An ultra-fast green synthesis of defective titanium dioxide (TiO₂) photocatalysts was conducted by the microwave-assisted method using L-ascorbic acid (L-As) as a reducing agent. Effect of L-As concentrations on the chemical-, optical- and photoelectrochemical properties as well as the photocatalytic performance towards the hydrogen (H₂) production was explored. The obtained TiO₂ nanoparticles (NPs) illustrated the brown fine powders with different brownness levels depending on the concentrations of L-As.

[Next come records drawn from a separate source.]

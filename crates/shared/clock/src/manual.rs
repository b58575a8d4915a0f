use chrono::Duration;
use meridian_core::Timestamp;
use meridian_ports::Clock;
use std::sync::RwLock;

/// Clock frozen at a settable instant
///
/// Time only moves through [`ManualClock::set`] and [`ManualClock::advance`].
pub struct ManualClock {
    current: RwLock<Timestamp>,
}

impl ManualClock {
    pub fn new(start: Timestamp) -> Self {
        Self {
            current: RwLock::new(start),
        }
    }

    /// Jump to an absolute time
    pub fn set(&self, time: Timestamp) {
        let mut guard = self.current.write().unwrap_or_else(|e| e.into_inner());
        *guard = time;
    }

    /// Move forward by `delta`
    pub fn advance(&self, delta: Duration) {
        let mut guard = self.current.write().unwrap_or_else(|e| e.into_inner());
        *guard += delta;
    }
}

impl Clock for ManualClock {
    fn now(&self) -> Timestamp {
        *self.current.read().unwrap_or_else(|e| e.into_inner())
    }

    fn name(&self) -> &str {
        "ManualClock"
    }
}

#[cfg(test)]
mod tests {
    use super::*;
    use chrono::{TimeZone, Utc};

    #[test]
    fn test_manual_clock_only_moves_when_told() {
        let start = Utc.with_ymd_and_hms(2024, 3, 1, 14, 30, 0).unwrap();
        let clock = ManualClock::new(start);
        assert_eq!(clock.now(), start);
        assert_eq!(clock.now(), start);

        clock.advance(Duration::days(1));
        assert_eq!(clock.now(), start + Duration::days(1));

        clock.set(start);
        assert_eq!(clock.now(), start);
    }
}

A high L-As concentration provided a high brownness of TiO₂ NPs with a high generation of Ti³⁺ defects and oxygen vacancies (O_v), which can extend the light absorption towards the visible and near-infrared regions, suppress the recombination rate of electron–hole pairs, promote the photocurrent response and minimize the interface charge transfer resistance. An appropriate quantity of generated defects and good porous properties played a crucial role in photocatalytic H₂ production. Under fluorescence illumination, the sample synthesized with a TiO₂ and L-As weight ratio of 1 : 0.25 (PAs0.25) exhibited the highest H₂ production rate (∼162 μmol g⁻¹ h⁻¹ in the presence of 1 wt% Au co-catalyst) with a slight drop (∼8.2%) after the 5th use (15 h). The synthesis method proposed in this work provides a new insight to an ultra-fast synthesis of defective TiO₂ NPs using an eco-friendly chemical precursor under non-severe conditions.